Junto al productor David Kosten (Coldplay, Flaming Lips y Michael Stipe de R.E.M.), la banda se encerró en el estudio. Su objetivo con Kosten era claro y contundente: salir de la zona de confort y evitar los caminos fáciles, los caminos que ya conocen a la perfección. Enclaustrados en un pequeño cuarto, sin descanso y sin siquiera recibir la luz solar, hibernaron hasta encontrar la esencia del álbum. Kosten logró incomodarlos “tal vez demasiado”, bromea Quin, pero eso los obligó a alcanzar una paz y un entendimiento que nunca antes habían sentido como banda. “Se creó un espíritu de apoyo mutuo y la intención de impulsar al otro. Todos tenemos nuestros retos personales, pero cuando reconoces los de cada uno, te envuelve una atmósfera muy linda”, confiesa Oxley. “Aprendí mucho de lo que somos nosotros y de cada uno”. Aquella sensación la llamaron Cause and Effect.

Keane compuso sobre temas más trascendentales, como el bienestar mental, los sueños olvidados y el vínculo invisible que une a dos seres.

Al igual que sus predecesores, su corazón es sombrío y nostálgico, pero esta vez con un toque más maduro. Las historias tiernas e ingenuas de amor que plasmaron en Hopes and Fears Under the Iron Sea quedaron atrás. Keane compuso sobre temas más trascendentales, como el bienestar mental y las inseguridades (The Way I Feel, el sencillo principal), los sueños olvidados y el amor de una relación que queda en el pasado (Love Too Much) y el vínculo invisible que une a dos seres (I’m Not Leaving). Era casi imposible que el resultado no tuviera una semejanza con sus clásicos, pero lograron adentrarse en terrenos inexplorados y experimentales, con interludios distorsionados, remates orquestales y coros angelicales. “Estoy absolutamente seguro de que no hay ningún otro álbum en el que cante mejor que en Cause and Effect”, asegura Chaplin. “Mi voz es el producto del dolor, la tristeza y la alegría. Eso me impactó, no solo en lo que hacía sino también en cómo me proyectaba”.

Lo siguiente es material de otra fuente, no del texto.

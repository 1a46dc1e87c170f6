//! Resource records and their category/type tags.
//!
//! A [`ResourceRecord`] is one manifest entry: an identifier, the scene
//! category it belongs to, the loading mechanism (`type`), a path and two
//! type-dependent auxiliary parameters. Records travel as JSON objects of the
//! shape `{id, category, type, path, param1?, param2?}`.
//!
//! Unknown `category`/`type` strings are accepted and mapped to the
//! `Unknown` variants; loaders simply skip what they do not understand.

use serde::{Deserialize, Serialize};
use serde_json::Value;
use smallvec::{SmallVec, smallvec};

/// Anything stored in a [`RecordStore`](crate::resources::recordstore::RecordStore).
pub trait Record {
    /// Identifier unique within one store.
    fn id(&self) -> &str;
}

/// Scene category a resource is loaded for.
#[derive(Serialize, Deserialize, Debug, Clone, Copy, PartialEq, Eq, Hash, Default)]
pub enum ResourceCategory {
    #[serde(rename = "BOOT")]
    Boot,
    /// Common resource that is already loaded at boot time.
    #[serde(rename = "BOOT_COMMON")]
    BootCommon,
    #[serde(rename = "COMMON")]
    Common,
    #[serde(rename = "HOME")]
    Home,
    #[serde(rename = "PLAY")]
    Play,
    #[serde(rename = "TEAM-SELECT")]
    TeamSelect,
    #[serde(rename = "TIME-SELECT")]
    TimeSelect,
    #[serde(rename = "MODE-SELECT")]
    ModeSelect,
    #[default]
    #[serde(other)]
    Unknown,
}

impl ResourceCategory {
    /// Merge two categories claimed by the same resource id.
    ///
    /// `BOOT_COMMON` dominates; any other disagreement becomes `COMMON`.
    /// Equal categories are returned unchanged.
    pub fn merge(self, other: ResourceCategory) -> ResourceCategory {
        if self == other {
            self
        } else if self == ResourceCategory::BootCommon || other == ResourceCategory::BootCommon {
            ResourceCategory::BootCommon
        } else {
            ResourceCategory::Common
        }
    }

    /// Parse the wire name (`"TEAM-SELECT"`, `"BOOT_COMMON"`, ...).
    pub fn from_name(name: &str) -> Option<ResourceCategory> {
        match serde_json::from_value(Value::String(name.to_string())) {
            Ok(ResourceCategory::Unknown) | Err(_) => None,
            Ok(category) => Some(category),
        }
    }
}

/// Loading mechanism of a resource.
#[derive(Serialize, Deserialize, Debug, Clone, Copy, PartialEq, Eq, Hash, Default)]
#[serde(rename_all = "SCREAMING_SNAKE_CASE")]
pub enum ResourceType {
    Audio,
    Video,
    Image,
    Json,
    Spine,
    Font,
    Package,
    Spritesheet,
    #[default]
    #[serde(other)]
    Unknown,
}

/// One manifest entry.
#[derive(Serialize, Deserialize, Debug, Clone, PartialEq)]
pub struct ResourceRecord {
    pub id: String,
    #[serde(default)]
    pub category: ResourceCategory,
    #[serde(rename = "type", default)]
    pub kind: ResourceType,
    #[serde(default)]
    pub path: String,
    #[serde(default)]
    pub param1: Option<Value>,
    #[serde(default)]
    pub param2: Option<Value>,
}

impl Record for ResourceRecord {
    fn id(&self) -> &str {
        &self.id
    }
}

impl ResourceRecord {
    /// Create a record without auxiliary parameters.
    pub fn new(
        id: impl Into<String>,
        category: ResourceCategory,
        kind: ResourceType,
        path: impl Into<String>,
    ) -> Self {
        ResourceRecord {
            id: id.into(),
            category,
            kind,
            path: path.into(),
            param1: None,
            param2: None,
        }
    }

    pub fn with_param1(mut self, value: impl Into<Value>) -> Self {
        self.param1 = Some(value.into());
        self
    }

    pub fn with_param2(mut self, value: impl Into<Value>) -> Self {
        self.param2 = Some(value.into());
        self
    }

    /// A JSON record whose `param1` is literally `true` is a layout that has
    /// to be scanned for embedded asset references.
    pub fn is_layout(&self) -> bool {
        self.kind == ResourceType::Json && matches!(self.param1, Some(Value::Bool(true)))
    }

    /// Font family name of a FONT record.
    pub fn font_family(&self) -> Option<&str> {
        self.param1.as_ref().and_then(Value::as_str)
    }

    /// Skeleton and atlas file names of a SPINE record.
    pub fn spine_files(&self) -> Option<(&str, &str)> {
        let json = self.param1.as_ref().and_then(Value::as_str)?;
        let atlas = self.param2.as_ref().and_then(Value::as_str)?;
        Some((json, atlas))
    }

    /// Frame width and height of a SPRITESHEET record.
    ///
    /// Spreadsheet-authored manifests sometimes carry the numbers as strings.
    pub fn frame_size(&self) -> Option<(u32, u32)> {
        let width = value_as_u32(self.param1.as_ref()?)?;
        let height = value_as_u32(self.param2.as_ref()?)?;
        Some((width, height))
    }

    /// Source list of a VIDEO record: either a plain path or a JSON-encoded
    /// array of paths.
    pub fn video_urls(&self) -> SmallVec<[String; 2]> {
        if self.path.trim_start().starts_with('[') {
            if let Ok(urls) = serde_json::from_str::<Vec<String>>(&self.path) {
                return SmallVec::from_vec(urls);
            }
        }
        smallvec![self.path.clone()]
    }

    /// VIDEO `param1` flag: load without the audio track.
    pub fn video_no_audio(&self) -> bool {
        matches!(self.param1, Some(Value::Bool(true)))
    }
}

fn value_as_u32(value: &Value) -> Option<u32> {
    match value {
        Value::Number(n) => n.as_u64().and_then(|n| u32::try_from(n).ok()),
        Value::String(s) => s.trim().parse().ok(),
        _ => None,
    }
}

Sin embargo, el mayor atributo de Keane siguen siendo las letras conmovedoras, transparentes y desgarradoras de Oxley. Su crudeza y su voluntad por plasmar sus sentimientos más fieles en el papel es magistral. El mismo Chaplin lo comprueba: “Una parte de él se abrió muchísimo… y una parte de mí se sintió muy triste porque es mi amigo. Es una persona que atraviesa un momento muy difícil”. Las lágrimas, la euforia y el escalofrío interno que generan sus canciones se mantiene vivo, sin perder ni una miga de potencia.

Tras amistarse, entenderse y volver a unirse gracias a la música, el cuarteto emprendió una gira mundial en homenaje a sus fans y su quinto álbum de estudio. El próximo 20 de noviembre, Keane aterrizará en Bogotá para un concierto que rememorará las alabanzas más famosas del grupo. Un reencuentro para curar corazones rotos, llorar por quienes ya no están y abrazar a quienes nos acompañan junto a la banda sonora de la melancolía.